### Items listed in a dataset
---+---

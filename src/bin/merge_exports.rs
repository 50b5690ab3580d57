use std::path::PathBuf;

use storewatch::{
    init_logging, log_app_start, logging_config_from_env, run_ingest, AppConfig,
};

fn main() -> Result<(), Box<dyn std::error::Error>> {
    let logging_cfg = logging_config_from_env();
    init_logging(&logging_cfg)?;
    log_app_start("merge_exports", &logging_cfg);

    let cfg = AppConfig::from_env()?;
    // optional positional args: <export_dir> <output_csv>
    let mut args = std::env::args().skip(1);
    let mut ingest_cfg = cfg.ingest.clone();
    if let Some(dir) = args.next() {
        ingest_cfg.export_dir = PathBuf::from(dir);
    }
    let output = args.next().map(PathBuf::from).unwrap_or(cfg.data_path);

    let result = run_ingest(&ingest_cfg, &output)?;
    let report = &result.report;

    println!(
        "Merged exports | dir={} files={}/{} rows={} duplicates_removed={} missing_values={} malformed_columns={}",
        ingest_cfg.export_dir.display(),
        report.files_loaded,
        report.files_discovered,
        report.output_rows,
        report.duplicates_removed,
        report.missing_values,
        report.total_malformed_columns
    );
    if let (Some(first), Some(last)) = (&report.first_time, &report.last_time) {
        println!("Range | {first} -> {last}");
    }
    for skipped in &report.skipped_files {
        println!("Skipped | {} ({})", skipped.path.display(), skipped.reason);
    }
    println!(
        "Wrote {} | sha256={}",
        output.display(),
        report.fingerprint.as_deref().unwrap_or("-")
    );

    Ok(())
}
//! Conversational assistant grounded on the data digest.

use std::collections::HashMap;
use std::sync::Mutex;
use std::time::Instant;

use serde::{Deserialize, Serialize};
use serde_json::{json, Value};
use thiserror::Error;
use tracing::{info, warn};

pub const DEFAULT_TEMPERATURE: f32 = 0.3;
pub const DEFAULT_MAX_OUTPUT_TOKENS: u32 = 4096;
pub const DEFAULT_LLM_BASE_URL: &str = "http://localhost:1234/v1";
pub const DEFAULT_LLM_MODEL: &str = "gpt-4o-mini";
pub const DEFAULT_LLM_TIMEOUT_MS: u64 = 60_000;

pub const ASSISTANT_RUBRIC: &str = "\
Role:
You are the City Operations Monitor, the analyst watching the health of \
store supply across the city. Your job is to make sure enough stores are \
online to meet demand.

Data:
A time series of `available_stores` (total connected stores), sampled about \
every 10 seconds. A statistical summary follows these instructions.

Mission:
Find supply patterns (when stores come online) and spot anomalies (sudden \
drops that point to platform-wide technical problems).

Instructions:
1. Peaks: always name the golden hour, the moment of highest availability of \
the day.
2. Drops: when asked about problems, look for moments where \
`available_stores` falls more than 10% in under 10 minutes.
3. Comparisons: aggregate by hour. Compare hourly averages, not single \
points.
4. Answer format: concrete numbers (counts, hours, percentages), the \
operational meaning for the platform, and recommendations where they apply.
5. Language: reply in the language the user writes in.

IMPORTANT: base EVERY answer on the data summary below. Never invent data.";

#[derive(Debug, Error, Clone, PartialEq, Eq)]
pub enum AssistantError {
    #[error("completion service failed: {0}")]
    ExternalService(String),
    #[error("failed to build HTTP client: {0}")]
    HttpClientBuild(String),
    #[error("a question is already pending for this conversation")]
    Pending,
    #[error("the conversation changed while the question was pending")]
    Stale,
    #[error("the request was cancelled before the assistant replied")]
    Cancelled,
}

#[derive(Debug, Clone, Copy, PartialEq, Eq, Serialize, Deserialize)]
#[serde(rename_all = "snake_case")]
pub enum TurnRole {
    User,
    Model,
}

/// One turn of model context.
#[derive(Debug, Clone, PartialEq, Eq, Serialize, Deserialize)]
pub struct Turn {
    pub role: TurnRole,
    pub content: String,
}

#[derive(Debug, Clone, Copy, PartialEq, Eq, Serialize)]
#[serde(rename_all = "snake_case")]
pub enum EntryKind {
    User,
    Assistant,
    Error,
}

/// One line of the visible transcript.
#[derive(Debug, Clone, PartialEq, Eq, Serialize)]
pub struct TranscriptEntry {
    pub kind: EntryKind,
    pub content: String,
}

#[derive(Debug, Clone, PartialEq, Serialize)]
pub struct CompletionRequest {
    pub system_instruction: String,
    pub turns: Vec<Turn>,
    pub temperature: f32,
    pub max_output_tokens: u32,
}

impl CompletionRequest {
    pub fn new(digest: &str, prior: &[Turn], message: &str) -> Self {
        let mut turns = prior.to_vec();
        turns.push(Turn {
            role: TurnRole::User,
            content: message.to_string(),
        });
        Self {
            system_instruction: format!("{ASSISTANT_RUBRIC}\n\n{digest}"),
            turns,
            temperature: DEFAULT_TEMPERATURE,
            max_output_tokens: DEFAULT_MAX_OUTPUT_TOKENS,
        }
    }
}

pub trait CompletionService: Send + Sync {
    fn complete(&self, request: &CompletionRequest) -> Result<String, AssistantError>;
}

#[derive(Debug, Clone, PartialEq, Eq)]
pub struct LlmConfig {
    pub base_url: String,
    pub model: String,
    pub api_key: Option<String>,
    pub timeout_ms: u64,
}

impl Default for LlmConfig {
    fn default() -> Self {
        Self {
            base_url: DEFAULT_LLM_BASE_URL.to_string(),
            model: DEFAULT_LLM_MODEL.to_string(),
            api_key: None,
            timeout_ms: DEFAULT_LLM_TIMEOUT_MS,
        }
    }
}

/// OpenAI-compatible `chat/completions` client over blocking reqwest.
pub struct HttpCompletionService {
    client: reqwest::blocking::Client,
    endpoint: String,
    model: String,
    api_key: Option<String>,
}

impl HttpCompletionService {
    pub fn new(cfg: &LlmConfig) -> Result<Self, AssistantError> {
        let client = reqwest::blocking::Client::builder()
            .timeout(std::time::Duration::from_millis(cfg.timeout_ms))
            .build()
            .map_err(|err| AssistantError::HttpClientBuild(err.to_string()))?;
        Ok(Self {
            client,
            endpoint: format!("{}/chat/completions", cfg.base_url.trim_end_matches('/')),
            model: cfg.model.clone(),
            api_key: cfg.api_key.clone(),
        })
    }

    pub fn endpoint(&self) -> &str {
        &self.endpoint
    }

    fn request_body(&self, request: &CompletionRequest) -> Value {
        let mut messages = Vec::with_capacity(request.turns.len() + 1);
        messages.push(json!({ "role": "system", "content": request.system_instruction }));
        for turn in &request.turns {
            let role = match turn.role {
                TurnRole::User => "user",
                TurnRole::Model => "assistant",
            };
            messages.push(json!({ "role": role, "content": turn.content }));
        }
        json!({
            "model": self.model,
            "messages": messages,
            "temperature": request.temperature,
            "max_tokens": request.max_output_tokens,
        })
    }
}

impl CompletionService for HttpCompletionService {
    fn complete(&self, request: &CompletionRequest) -> Result<String, AssistantError> {
        let body = serde_json::to_vec(&self.request_body(request))
            .map_err(|err| AssistantError::ExternalService(err.to_string()))?;

        let mut builder = self
            .client
            .post(&self.endpoint)
            .header(reqwest::header::CONTENT_TYPE, "application/json")
            .body(body);
        if let Some(key) = &self.api_key {
            builder = builder.bearer_auth(key);
        }

        let response = builder
            .send()
            .map_err(|err| AssistantError::ExternalService(err.to_string()))?;
        let status = response.status();
        if !status.is_success() {
            return Err(AssistantError::ExternalService(format!(
                "unexpected HTTP status {status}"
            )));
        }

        let bytes = response
            .bytes()
            .map_err(|err| AssistantError::ExternalService(err.to_string()))?;
        parse_completion_body(&bytes)
    }
}

pub fn parse_completion_body(bytes: &[u8]) -> Result<String, AssistantError> {
    let value: Value = serde_json::from_slice(bytes)
        .map_err(|err| AssistantError::ExternalService(format!("invalid response body: {err}")))?;
    value
        .pointer("/choices/0/message/content")
        .and_then(Value::as_str)
        .map(str::to_string)
        .ok_or_else(|| {
            AssistantError::ExternalService("response has no message content".to_string())
        })
}

/// Ticket for one in-flight question. Its outcome only lands in the
/// conversation version it was asked in.
#[derive(Debug, Clone, PartialEq, Eq)]
pub struct PendingQuestion {
    version: u64,
    message: String,
}

impl PendingQuestion {
    pub fn version(&self) -> u64 {
        self.version
    }

    pub fn message(&self) -> &str {
        &self.message
    }
}

/// Visible transcript and model context of one chat session. The context
/// only ever holds completed user/model exchanges.
#[derive(Debug, Clone, Default, PartialEq, Serialize)]
pub struct Conversation {
    version: u64,
    transcript: Vec<TranscriptEntry>,
    context: Vec<Turn>,
    pending: Option<String>,
}

impl Conversation {
    pub fn version(&self) -> u64 {
        self.version
    }

    pub fn transcript(&self) -> &[TranscriptEntry] {
        &self.transcript
    }

    pub fn context(&self) -> &[Turn] {
        &self.context
    }

    pub fn pending(&self) -> Option<&str> {
        self.pending.as_deref()
    }

    /// Marks `message` pending and builds the request for it.
    pub fn begin(
        &mut self,
        digest: &str,
        message: &str,
    ) -> Result<(PendingQuestion, CompletionRequest), AssistantError> {
        if self.pending.is_some() {
            return Err(AssistantError::Pending);
        }
        self.pending = Some(message.to_string());
        let question = PendingQuestion {
            version: self.version,
            message: message.to_string(),
        };
        Ok((question, CompletionRequest::new(digest, &self.context, message)))
    }

    /// Applies the outcome of `question`. An outcome for a question that is
    /// no longer pending, because the conversation was cleared or moved on,
    /// is dropped with `Stale` and changes nothing.
    pub fn finish(
        &mut self,
        question: PendingQuestion,
        outcome: Result<String, AssistantError>,
    ) -> Result<String, AssistantError> {
        if question.version != self.version
            || self.pending.as_deref() != Some(question.message.as_str())
        {
            return Err(AssistantError::Stale);
        }
        self.pending = None;
        let message = question.message;

        self.transcript.push(TranscriptEntry {
            kind: EntryKind::User,
            content: message.clone(),
        });
        self.version += 1;

        match outcome {
            Ok(answer) => {
                self.transcript.push(TranscriptEntry {
                    kind: EntryKind::Assistant,
                    content: answer.clone(),
                });
                self.context.push(Turn {
                    role: TurnRole::User,
                    content: message,
                });
                self.context.push(Turn {
                    role: TurnRole::Model,
                    content: answer.clone(),
                });
                Ok(answer)
            }
            Err(err) => {
                self.transcript.push(TranscriptEntry {
                    kind: EntryKind::Error,
                    content: format!("Could not reach the assistant: {err}"),
                });
                Err(err)
            }
        }
    }

    pub fn ask(
        &mut self,
        service: &dyn CompletionService,
        digest: &str,
        message: &str,
    ) -> Result<String, AssistantError> {
        let (question, request) = self.begin(digest, message)?;
        let outcome = complete_logged(service, &request);
        self.finish(question, outcome)
    }

    /// Resolves `question` as cancelled. Returns false when it was already
    /// stale.
    pub fn abandon(&mut self, question: PendingQuestion) -> bool {
        !matches!(
            self.finish(question, Err(AssistantError::Cancelled)),
            Err(AssistantError::Stale)
        )
    }

    pub fn clear(&mut self) {
        self.transcript.clear();
        self.context.clear();
        self.pending = None;
        self.version += 1;
    }
}

/// Calls the service with start/finish/error events around it.
pub fn complete_logged(
    service: &dyn CompletionService,
    request: &CompletionRequest,
) -> Result<String, AssistantError> {
    let started = Instant::now();
    info!(
        component = "assistant",
        event = "assistant.request.start",
        turns = request.turns.len(),
        system_chars = request.system_instruction.len()
    );

    let outcome = service.complete(request);
    let elapsed_ms = started.elapsed().as_millis() as u64;
    match &outcome {
        Ok(answer) => info!(
            component = "assistant",
            event = "assistant.request.finish",
            elapsed_ms,
            answer_chars = answer.len()
        ),
        Err(err) => warn!(
            component = "assistant",
            event = "assistant.request.error",
            elapsed_ms,
            error = %err
        ),
    }
    outcome
}

/// Conversations keyed by session id.
#[derive(Debug, Default)]
pub struct SessionStore {
    sessions: Mutex<HashMap<String, Conversation>>,
}

impl SessionStore {
    pub fn new() -> Self {
        Self::default()
    }

    pub fn with_conversation<R>(
        &self,
        session_id: &str,
        f: impl FnOnce(&mut Conversation) -> R,
    ) -> R {
        let mut sessions = self
            .sessions
            .lock()
            .unwrap_or_else(|poisoned| poisoned.into_inner());
        f(sessions.entry(session_id.to_string()).or_default())
    }

    pub fn snapshot(&self, session_id: &str) -> Conversation {
        let sessions = self
            .sessions
            .lock()
            .unwrap_or_else(|poisoned| poisoned.into_inner());
        sessions.get(session_id).cloned().unwrap_or_default()
    }

    pub fn clear(&self, session_id: &str) -> Conversation {
        self.with_conversation(session_id, |conversation| {
            conversation.clear();
            conversation.clone()
        })
    }

    pub fn len(&self) -> usize {
        self.sessions
            .lock()
            .unwrap_or_else(|poisoned| poisoned.into_inner())
            .len()
    }

    pub fn is_empty(&self) -> bool {
        self.len() == 0
    }
}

---+---

### WHAT IS EXPECTED
Say how many lines above contain the string "that". Answer with the number only.

### SOLUTION FOR THIS TASK
2